Que l'action fondée sur l'art. 85a LP a une double nature; d'une part, en tant qu'action de droit matériel, elle tend à faire constater soit l'inexistence de la dette, soit l'octroi d'un sursis; d'autre part, elle produit des effets en droit des poursuites, étant donné qu'elle tend à faire annuler ou suspendre la poursuite, ce qui constitue son but principal, raison pour laquelle elle n'est ouverte que si la poursuite est pendante, à savoir jusqu'à la distribution des deniers ou l'ouverture de la faillite (ATF 132 III 89 consid. 1.1; 127 III 41 consid. 4a; 125 III 149 consid. 2c; arrêts du Tribunal fédéral 5P.337/2006 du 27 novembre 2006 consid. 4, publié in Pra 2007 (59) p. 393; 5C.11/2001 du 30 mai 2001 consid. 2a);

Que pour que la suspension provisoire puisse être ordonnée, il faut dès lors que le fondement de la demande apparaisse comme très vraisemblable; littéralement, cela signifie que le degré de preuve requis dépasse la simple vraisemblance, sans pour autant que la certitude ne soit requise (Gillieron, Commentaire de la loi fédérale sur la poursuite pour dettes et faillite, 1999, n. 71 ad art. 85a LP); la demande est très vraisemblablement fondée dès que les chances de gagner le procès sont plus élevées pour le poursuivi que pour le poursuivant; une preuve stricte n'est pas exigée (Schmidt, Commentaire romand, Poursuite et faillite, n. 9 ad art. 85a LP);

Qu'en l'espèce, l'appelant a soutenu que la réalisation des biens saisis pouvait intervenir à brève échéance;

Qu'il n'a toutefois pas rendu vraisemblable cette allégation, qu'aucune pièce n'est venue soutenir, en particulier aucun document attestant du fait que la date de la vente des biens saisis aurait été fixée;

Qu'en l'état, rien ne permet par conséquent de retenir que l'appelant risquerait de subir un dommage difficilement réparable si les mesures superprovisionnelles requises n'étaient pas prononcées;

Que la nécessité de prononcer des mesures superprovisionnelles avant audition de la partie intimée n'est dès lors pas établie;

Que par ailleurs, le créancier séquestrant se fonde sur l'arrêt du 19 mai 2009 de la Cour d'appel de Paris, désormais définitif et exécutoire;

Que certes, des procédures postérieures à cet arrêt opposent encore les parties et certaines sociétés dans lesquelles elles avaient des intérêts;

Qu'au stade des mesures superprovisionnelles, il ne saurait toutefois être retenu que le fondement de la demande apparaît comme très vraisemblable;

Qu'au vu de ce qui précède, la requête de mesures superprovisionnelles sera rejetée;

Qu'il sera statué sur les frais relatifs à la présente décision dans le cadre de l'arrêt au fond.

* * * * *


PAR CES MOTIFS,
La Chambre civile :

Statuant sur mesures superprovisionnelles:

Rejette la requête de mesures superprovisionnelles formée par A______ le 28 février 2022.

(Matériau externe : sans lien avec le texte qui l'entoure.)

//! Ethcon - remote line console
//!
//! Serves a newline-translating console device over TCP:
//! - an echo port for link checks
//! - a console port relaying to and from the device
//!
//! With `--attach` the local stdin/stdout are wired to the device.

use anyhow::Context;
use clap::Parser;
use ethcon_core::{
    AppConfig, CliResult, ConsoleService, DeviceLogWriter, DeviceStream, LineDisciplineDevice,
    LineEnding, OpenFlags, RunningEndpoint,
};
use std::io::{self, Read, Write};
use std::net::IpAddr;
use std::path::PathBuf;
use std::process::ExitCode;
use std::sync::Arc;
use std::thread;

/// Ethcon CLI
#[derive(Parser, Debug)]
#[command(
    name = "ethcon",
    version,
    about = "Remote line console over TCP",
    long_about = None
)]
struct Cli {
    /// Configuration file (defaults to the platform config directory)
    #[arg(short, long, env = "ETHCON_CONFIG")]
    config: Option<PathBuf>,

    /// Address to bind both listeners to
    #[arg(short, long)]
    bind: Option<IpAddr>,

    /// Echo listener port
    #[arg(long)]
    echo_port: Option<u16>,

    /// Console listener port
    #[arg(long)]
    console_port: Option<u16>,

    /// Newline convention expected from clients (lf, cr, crlf)
    #[arg(long)]
    rx: Option<LineEnding>,

    /// Newline convention sent to clients (lf, cr, crlf)
    #[arg(long)]
    tx: Option<LineEnding>,

    /// Channel capacity in bytes
    #[arg(long)]
    capacity: Option<usize>,

    /// Log filter directive (e.g. debug, ethcon_core=trace)
    #[arg(short, long)]
    log_level: Option<String>,

    /// Also write rotated log files to DIR (default: the platform data directory)
    #[arg(long, value_name = "DIR")]
    log_dir: Option<Option<PathBuf>>,

    /// Copy log output to the remote console
    #[arg(long)]
    mirror_logs: bool,

    /// Wire local stdin/stdout to the console device
    #[arg(short, long)]
    attach: bool,

    /// Print the effective configuration as TOML and exit
    #[arg(long)]
    print_config: bool,

    /// Print the exit code table and exit
    #[arg(long)]
    exit_codes: bool,
}

impl Cli {
    fn load_config(&self) -> Result<AppConfig, CliResult> {
        let mut config = match &self.config {
            Some(path) => AppConfig::load_from(path)?,
            None => AppConfig::load()?,
        };

        if let Some(bind) = self.bind {
            config.bind_address = bind;
        }
        if let Some(port) = self.echo_port {
            config.echo_port = port;
        }
        if let Some(port) = self.console_port {
            config.console_port = port;
        }
        if let Some(rx) = self.rx {
            config.line_endings.rx = rx;
        }
        if let Some(tx) = self.tx {
            config.line_endings.tx = tx;
        }
        if let Some(capacity) = self.capacity {
            config.channel_capacity = capacity;
        }
        if let Some(level) = &self.log_level {
            config.logging.level.clone_from(level);
        }
        if let Some(dir) = &self.log_dir {
            config.logging.enable_file_output(dir.clone())?;
        }
        if self.mirror_logs {
            config.logging.mirror_to_console = true;
        }

        config.validate()?;
        Ok(config)
    }
}

#[tokio::main]
async fn main() -> ExitCode {
    let cli = Cli::parse();

    let result = run(&cli).await;
    if let Some(msg) = result.message() {
        if result.is_success() {
            println!("{msg}");
        } else {
            eprintln!("error: {msg}");
        }
    }
    result.to_exit_code()
}

async fn run(cli: &Cli) -> CliResult {
    if cli.exit_codes {
        ethcon_core::cli::print_exit_codes();
        return CliResult::success();
    }

    let config = match cli.load_config() {
        Ok(config) => config,
        Err(result) => return result,
    };

    if cli.print_config {
        return match config.to_toml() {
            Ok(toml) => CliResult::Success(Some(toml)),
            Err(e) => e.into(),
        };
    }

    let service = match ConsoleService::new(&config) {
        Ok(service) => service,
        Err(e) => return e.into(),
    };

    let mirror = config
        .logging
        .mirror_to_console
        .then(|| DeviceLogWriter::new(Arc::clone(service.device())));
    let _log_guard = match ethcon_core::logging::init(&config.logging, mirror) {
        Ok(guard) => guard,
        Err(e) => return CliResult::error(ethcon_core::ExitCodes::CONFIG_ERROR, e.to_string()),
    };

    tracing::info!("Starting {} v{}", ethcon_core::NAME, ethcon_core::VERSION);

    match serve(cli, &service).await {
        Ok(()) => CliResult::success(),
        Err(e) => CliResult::listen_failed(format!("{e:#}")),
    }
}

async fn serve(cli: &Cli, service: &ConsoleService) -> anyhow::Result<()> {
    let endpoints = service.start();
    anyhow::ensure!(!endpoints.is_empty(), "no listener could be started");

    for endpoint in &endpoints {
        tracing::info!(role = %endpoint.role, addr = %endpoint.local_addr, "Listening");
    }

    if cli.attach {
        attach_stdio(service.device()).context("attaching stdin/stdout")?;
    }

    tokio::signal::ctrl_c()
        .await
        .context("waiting for Ctrl-C")?;
    tracing::info!("Shutting down");

    endpoints.into_iter().for_each(RunningEndpoint::stop);
    Ok(())
}

/// Pump stdin into the device and device output to stdout
///
/// Both threads are detached; they end with the process.
fn attach_stdio(device: &Arc<LineDisciplineDevice>) -> io::Result<()> {
    let mut from_device = DeviceStream::open(Arc::clone(device), OpenFlags::blocking());
    let mut to_device = DeviceStream::open(Arc::clone(device), OpenFlags::blocking());

    thread::Builder::new()
        .name("console-out".into())
        .spawn(move || {
            let mut stdout = io::stdout();
            let mut buf = [0u8; 256];
            loop {
                let copied = from_device
                    .read(&mut buf)
                    .and_then(|n| stdout.write_all(&buf[..n]))
                    .and_then(|()| stdout.flush());
                if let Err(e) = copied {
                    tracing::warn!(error = %e, "Console output stopped");
                    break;
                }
            }
        })?;

    thread::Builder::new()
        .name("console-in".into())
        .spawn(move || {
            let mut stdin = io::stdin().lock();
            match io::copy(&mut stdin, &mut to_device) {
                Ok(bytes) => tracing::debug!(bytes, "Local input closed"),
                Err(e) => tracing::warn!(error = %e, "Console input stopped"),
            }
        })?;

    Ok(())
}
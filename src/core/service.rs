//! Console service
//!
//! Owns the two console channels and the line discipline device, and
//! starts one listener per endpoint. The device is registered before any
//! listener accepts a connection and stays registered for the life of the
//! service.

use crate::config::{AppConfig, ConfigError};
use crate::core::channel::{ByteChannel, ChannelError};
use crate::core::device::{DeviceError, LineDisciplineDevice, LineEndings};
use crate::core::server::{ConnectionLoop, Role, RoleKind};
use std::net::SocketAddr;
use std::sync::Arc;
use thiserror::Error;
use tokio::task::JoinHandle;
use tracing::{error, info};

/// Service error types
#[derive(Error, Debug)]
pub enum ServiceError {
    /// Rejected settings
    #[error(transparent)]
    Config(#[from] ConfigError),

    /// Channel could not be created
    #[error("Channel error: {0}")]
    Channel(#[from] ChannelError),

    /// Device could not be registered
    #[error("Device error: {0}")]
    Device(#[from] DeviceError),
}

/// A port and what it serves
#[derive(Debug, Clone, Copy, PartialEq, Eq)]
pub struct Endpoint {
    /// TCP port (0 picks an ephemeral port)
    pub port: u16,
    /// Listener role
    pub role: RoleKind,
}

/// A listener that is bound and running
#[derive(Debug)]
pub struct RunningEndpoint {
    /// Listener role
    pub role: RoleKind,
    /// Bound address
    pub local_addr: SocketAddr,
    task: JoinHandle<()>,
}

impl RunningEndpoint {
    /// Stop accepting; drops any current connection
    pub fn stop(self) {
        self.task.abort();
    }

    /// Has the accept loop ended
    pub fn is_finished(&self) -> bool {
        self.task.is_finished()
    }
}

/// Remote console service
#[derive(Debug)]
pub struct ConsoleService {
    config: AppConfig,
    inbound: ByteChannel,
    outbound: ByteChannel,
    device: Arc<LineDisciplineDevice>,
}

impl ConsoleService {
    /// Create the channels and register the device
    pub fn new(config: &AppConfig) -> Result<Self, ServiceError> {
        config.validate()?;

        let inbound = ByteChannel::new(config.channel_capacity)?;
        let outbound = ByteChannel::new(config.channel_capacity)?;
        let device = Arc::new(LineDisciplineDevice::new(
            inbound.clone(),
            outbound.clone(),
            LineEndings {
                rx: config.line_endings.rx,
                tx: config.line_endings.tx,
            },
        ));
        device.register(Some(&config.device_path))?;

        info!(
            path = %config.device_path,
            capacity = config.channel_capacity,
            rx = %config.line_endings.rx,
            tx = %config.line_endings.tx,
            "Console device ready"
        );

        Ok(Self {
            config: config.clone(),
            inbound,
            outbound,
            device,
        })
    }

    /// The console device
    pub fn device(&self) -> &Arc<LineDisciplineDevice> {
        &self.device
    }

    /// Bytes from the wire
    pub fn inbound(&self) -> &ByteChannel {
        &self.inbound
    }

    /// Bytes to the wire
    pub fn outbound(&self) -> &ByteChannel {
        &self.outbound
    }

    /// Configured endpoints
    pub fn endpoints(&self) -> [Endpoint; 2] {
        [
            Endpoint {
                port: self.config.echo_port,
                role: RoleKind::Echo,
            },
            Endpoint {
                port: self.config.console_port,
                role: RoleKind::Console,
            },
        ]
    }

    fn role(&self, kind: RoleKind) -> Role {
        match kind {
            RoleKind::Echo => Role::Echo,
            RoleKind::Console => Role::Console {
                inbound: self.inbound.clone(),
                outbound: self.outbound.clone(),
            },
        }
    }

    /// Bind and spawn a listener for `endpoint`
    ///
    /// Must be called from within a tokio runtime.
    pub fn start_endpoint(&self, endpoint: Endpoint) -> std::io::Result<RunningEndpoint> {
        let addr = SocketAddr::new(self.config.bind_address, endpoint.port);
        let server = ConnectionLoop::bind(
            addr,
            self.role(endpoint.role),
            self.config.keepalive,
            self.config.scratch_size,
        )?;
        let local_addr = server.local_addr()?;

        Ok(RunningEndpoint {
            role: server.role(),
            local_addr,
            task: server.spawn(),
        })
    }

    /// Start every configured endpoint
    ///
    /// An endpoint that fails to bind is logged and skipped; the others
    /// still start.
    pub fn start(&self) -> Vec<RunningEndpoint> {
        self.endpoints()
            .into_iter()
            .filter_map(|endpoint| match self.start_endpoint(endpoint) {
                Ok(running) => Some(running),
                Err(e) => {
                    error!(
                        port = endpoint.port,
                        role = %endpoint.role,
                        error = %e,
                        "Unable to start listener"
                    );
                    None
                }
            })
            .collect()
    }
}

Renvoie la question des frais judiciaires à l'arrêt au fond.

Siégeant :

Madame Paola CAMPOMAGNANI, présidente; Monsieur Laurent RIEBEN, Madame Ursula ZEHETBAUER GHAVAMI, juges; Madame Sophie MARTINEZ, greffière.

 

 

 

 

 

 

 

 

 

 

 

 

 

S'agissant de mesures superprovisionnelles, il n'y a pas de voie de recours au Tribunal fédéral (ATF 137 III 417 consid. 1.3; arrêt du Tribunal fédéral 5A_37/2013 du 1er février 2013 consid. 1.2).